Revenue Losses From Sandra Fluke Fallout Sparks Feud Between Rush Limbaugh and His Radio Network

In some eye-opening developments for conservative radio host Rush Limbaugh, his contract with Cumulus Media may not be renewed due to continued fallout over Limbaugh’s controversial comments about Sandra Fluke, which lost the company millions of dollars in advertising revenue as a result.

As reported by Politico:

“According to the source, Limbaugh is considering the move because Cumulus CEO Lew Dickey has blamed the company’s advertising losses on Limbaugh’s controversial remarks about Sandra Fluke, the Georgetown law student. In Feb. 2012, Limbaugh referred to Fluke as “a slut” because she had called on congress to mandate insurance coverage of birth control. The subsequent controversy over those remarks resulted in a significant advertising boycott.

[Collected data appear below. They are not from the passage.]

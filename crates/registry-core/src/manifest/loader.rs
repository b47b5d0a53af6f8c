//! Manifest document loading.
//!
//! Manifests are author-written YAML. They are deliberately loaded into a
//! `serde_json::Value` tree rather than a typed struct: schema problems must
//! come back as collected diagnostics (one list per document), not as a hard
//! deserialization failure on the first missing field, and fields the schema
//! does not know about must survive into the index verbatim.

use crate::error::{RegistryError, Result};
use serde_json::Value;
use std::path::Path;

/// Derive the declared manifest id from its storage path (the file stem).
pub fn manifest_stem(path: &Path) -> String {
    path.file_stem()
        .and_then(|s| s.to_str())
        .unwrap_or_default()
        .to_string()
}

/// Load a manifest file into a JSON value tree.
///
/// Fails on unreadable files, YAML syntax errors, empty documents, and
/// documents whose top level is not a mapping.
pub fn load_manifest(path: &Path) -> Result<Value> {
    if !path.exists() {
        return Err(RegistryError::ManifestNotFound(path.to_path_buf()));
    }

    let contents =
        std::fs::read_to_string(path).map_err(|e| RegistryError::io_with_path(e, path))?;

    let yaml: serde_yaml::Value =
        serde_yaml::from_str(&contents).map_err(|e| RegistryError::Yaml {
            message: format!("Failed to parse {}: {}", path.display(), e),
            source: Some(e),
        })?;

    if yaml.is_null() {
        return Err(RegistryError::Yaml {
            message: format!("Empty manifest file: {}", path.display()),
            source: None,
        });
    }

    // Re-serialize through serde_json to get a Value we can validate and
    // later emit into the index. Non-string mapping keys fail here.
    let value = serde_json::to_value(&yaml).map_err(|e| RegistryError::Json {
        message: format!("Manifest {} is not JSON-representable: {}", path.display(), e),
        source: Some(e),
    })?;

    if !value.is_object() {
        return Err(RegistryError::Yaml {
            message: format!("Manifest {} is not a mapping", path.display()),
            source: None,
        });
    }

    Ok(value)
}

The true extent of Limbaugh’s effect on Cumulus’s advertising revenue is not known. In an August 2012 earnings call, Dickey said Cumulus’s top three stations had lost $5.5 million, in part because of the boycott. In a March 2013 earnings call, Dickey said the company’s talk radio side had “been challenged… due to some of the issues that happened a year ago.” Nevertheless, Limbaugh remains the most highly rated talk radio host in the country…

The news of Limbaugh’s possible departure comes one day ahead of Cumulus’s Tuesday earnings call, at which Dickey Is once again likely to address the impact the Fluke controversy has had on advertising. The source close to the show described Dickey’s remarks about advertising revenue as unjustified, and said such “criticism” of Limbaugh had resulted in the consideration to leave the company.”

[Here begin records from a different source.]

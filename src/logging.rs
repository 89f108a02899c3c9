use std::path::Path;

pub const LOG_FILE_BASENAME: &str = "todo-store";
pub const LOG_FILE_SUFFIX: &str = "log";
pub const LOG_ROTATE_SIZE_BYTES: u64 = 10 * 1024 * 1024;
pub const LOG_ROTATE_KEEP_FILES: usize = 5;

/// Starts file-based logging next to the store's data. Embedders that bring their
/// own `log` backend should skip this and not call it.
pub fn init_logging(log_dir: &Path) -> Result<(), flexi_logger::FlexiLoggerError> {
    use flexi_logger::{
        detailed_format, Cleanup, Criterion, Duplicate, FileSpec, Logger, Naming, WriteMode,
    };

    std::fs::create_dir_all(log_dir)?;

    // Keep dependency logs at WARN by default; our crate is more verbose in debug builds.
    // Users can override with `TODO_STORE_LOG` or `RUST_LOG`.
    let default_spec = if cfg!(debug_assertions) {
        "warn,todo_store=debug"
    } else {
        "warn,todo_store=info"
    };
    let spec = std::env::var("TODO_STORE_LOG")
        .ok()
        .filter(|value| !value.trim().is_empty())
        .or_else(|| {
            std::env::var("RUST_LOG")
                .ok()
                .filter(|value| !value.trim().is_empty())
        })
        .unwrap_or_else(|| default_spec.to_string());

    Logger::try_with_str(spec)?
        .log_to_file(
            FileSpec::default()
                .directory(log_dir)
                .basename(LOG_FILE_BASENAME)
                .suffix(LOG_FILE_SUFFIX),
        )
        .write_mode(WriteMode::BufferAndFlush)
        .format_for_files(detailed_format)
        .rotate(
            Criterion::Size(LOG_ROTATE_SIZE_BYTES),
            Naming::Numbers,
            Cleanup::KeepLogFiles(LOG_ROTATE_KEEP_FILES),
        )
        .duplicate_to_stdout(if cfg!(debug_assertions) {
            Duplicate::Info
        } else {
            Duplicate::None
        })
        .start()?;

    install_panic_hook();

    log::info!(
        "logger initialized dir={} rotate_size_bytes={} keep_files={}",
        log_dir.display(),
        LOG_ROTATE_SIZE_BYTES,
        LOG_ROTATE_KEEP_FILES
    );
    Ok(())
}

fn install_panic_hook() {
    let default_hook = std::panic::take_hook();
    std::panic::set_hook(Box::new(move |info: &std::panic::PanicHookInfo<'_>| {
        let payload = info
            .payload()
            .downcast_ref::<&str>()
            .copied()
            .or_else(|| info.payload().downcast_ref::<String>().map(|s| s.as_str()))
            .unwrap_or("<non-string panic payload>");
        let location = info
            .location()
            .map(|loc| format!("{loc}"))
            .unwrap_or_else(|| "<unknown>".to_string());

        // Best-effort: even if the logger is unavailable, still run the default hook.
        log::error!("panic: payload={payload} location={location}");
        default_hook(info);
    }));
}
use std::collections::HashMap;
use std::fs::{self, File};
use std::io::{ErrorKind, Read, Write};
use std::path::PathBuf;
use std::sync::{Arc, Mutex};

#[derive(Debug)]
pub enum StorageError {
    Io(std::io::Error),
    Json(serde_json::Error),
}

impl std::fmt::Display for StorageError {
    fn fmt(&self, f: &mut std::fmt::Formatter<'_>) -> std::fmt::Result {
        match self {
            StorageError::Io(err) => write!(f, "io error: {err}"),
            StorageError::Json(err) => write!(f, "json error: {err}"),
        }
    }
}

impl std::error::Error for StorageError {}

impl From<std::io::Error> for StorageError {
    fn from(value: std::io::Error) -> Self {
        StorageError::Io(value)
    }
}

impl From<serde_json::Error> for StorageError {
    fn from(value: serde_json::Error) -> Self {
        StorageError::Json(value)
    }
}

/// Key-value blob storage the task store persists to. One fixed key maps to one
/// serialized string; writes always replace the whole value.
pub trait KvStore {
    /// Returns the stored value, or `None` when the key has never been written
    /// (or was removed).
    fn get(&self, key: &str) -> Result<Option<String>, StorageError>;
    fn set(&self, key: &str, value: &str) -> Result<(), StorageError>;
    /// Removing an absent key is not an error.
    fn remove(&self, key: &str) -> Result<(), StorageError>;
}

/// File-backed store: each key becomes `<root>/<key>.json`.
pub struct FileKvStore {
    root: PathBuf,
}

impl FileKvStore {
    pub fn new(root: PathBuf) -> Self {
        Self { root }
    }

    pub fn ensure_dirs(&self) -> Result<(), StorageError> {
        fs::create_dir_all(&self.root)?;
        Ok(())
    }

    fn key_path(&self, key: &str) -> PathBuf {
        self.root.join(format!("{key}.json"))
    }
}

impl KvStore for FileKvStore {
    fn get(&self, key: &str) -> Result<Option<String>, StorageError> {
        let mut file = match File::open(self.key_path(key)) {
            Ok(file) => file,
            Err(err) if err.kind() == ErrorKind::NotFound => return Ok(None),
            Err(err) => return Err(err.into()),
        };
        let mut buf = String::new();
        file.read_to_string(&mut buf)?;
        Ok(Some(buf))
    }

    fn set(&self, key: &str, value: &str) -> Result<(), StorageError> {
        // Write-then-rename so a crash mid-write never leaves a truncated value.
        let path = self.key_path(key);
        let temp_path = path.with_extension("tmp");
        {
            let mut file = File::create(&temp_path)?;
            file.write_all(value.as_bytes())?;
            file.sync_all()?;
        }
        fs::rename(temp_path, path)?;
        Ok(())
    }

    fn remove(&self, key: &str) -> Result<(), StorageError> {
        match fs::remove_file(self.key_path(key)) {
            Ok(()) => Ok(()),
            Err(err) if err.kind() == ErrorKind::NotFound => Ok(()),
            Err(err) => Err(err.into()),
        }
    }
}

/// In-memory store for tests and embedders that manage persistence themselves.
/// Clones share the same underlying map.
#[derive(Clone, Default)]
pub struct MemoryKvStore {
    inner: Arc<Mutex<HashMap<String, String>>>,
}

impl MemoryKvStore {
    pub fn new() -> Self {
        Self::default()
    }
}

impl KvStore for MemoryKvStore {
    fn get(&self, key: &str) -> Result<Option<String>, StorageError> {
        let guard = self.inner.lock().expect("kv store poisoned");
        Ok(guard.get(key).cloned())
    }

    fn set(&self, key: &str, value: &str) -> Result<(), StorageError> {
        let mut guard = self.inner.lock().expect("kv store poisoned");
        guard.insert(key.to_string(), value.to_string());
        Ok(())
    }

    fn remove(&self, key: &str) -> Result<(), StorageError> {
        let mut guard = self.inner.lock().expect("kv store poisoned");
        guard.remove(key);
        Ok(())
    }
}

According to, Limbaugh rejects the accusation that he is the source of his distributor’s revenue problems, with a source close to Limbaugh telling the New York Daily News that “Lew needs someone to blame, [so] he’s pointing fingers instead of fixing his own sales problem.” The Limbaugh source also dismissed the impact of the Fluke “slut” controversy, saying that it “very minimally impacted [ad sales] in the short term.”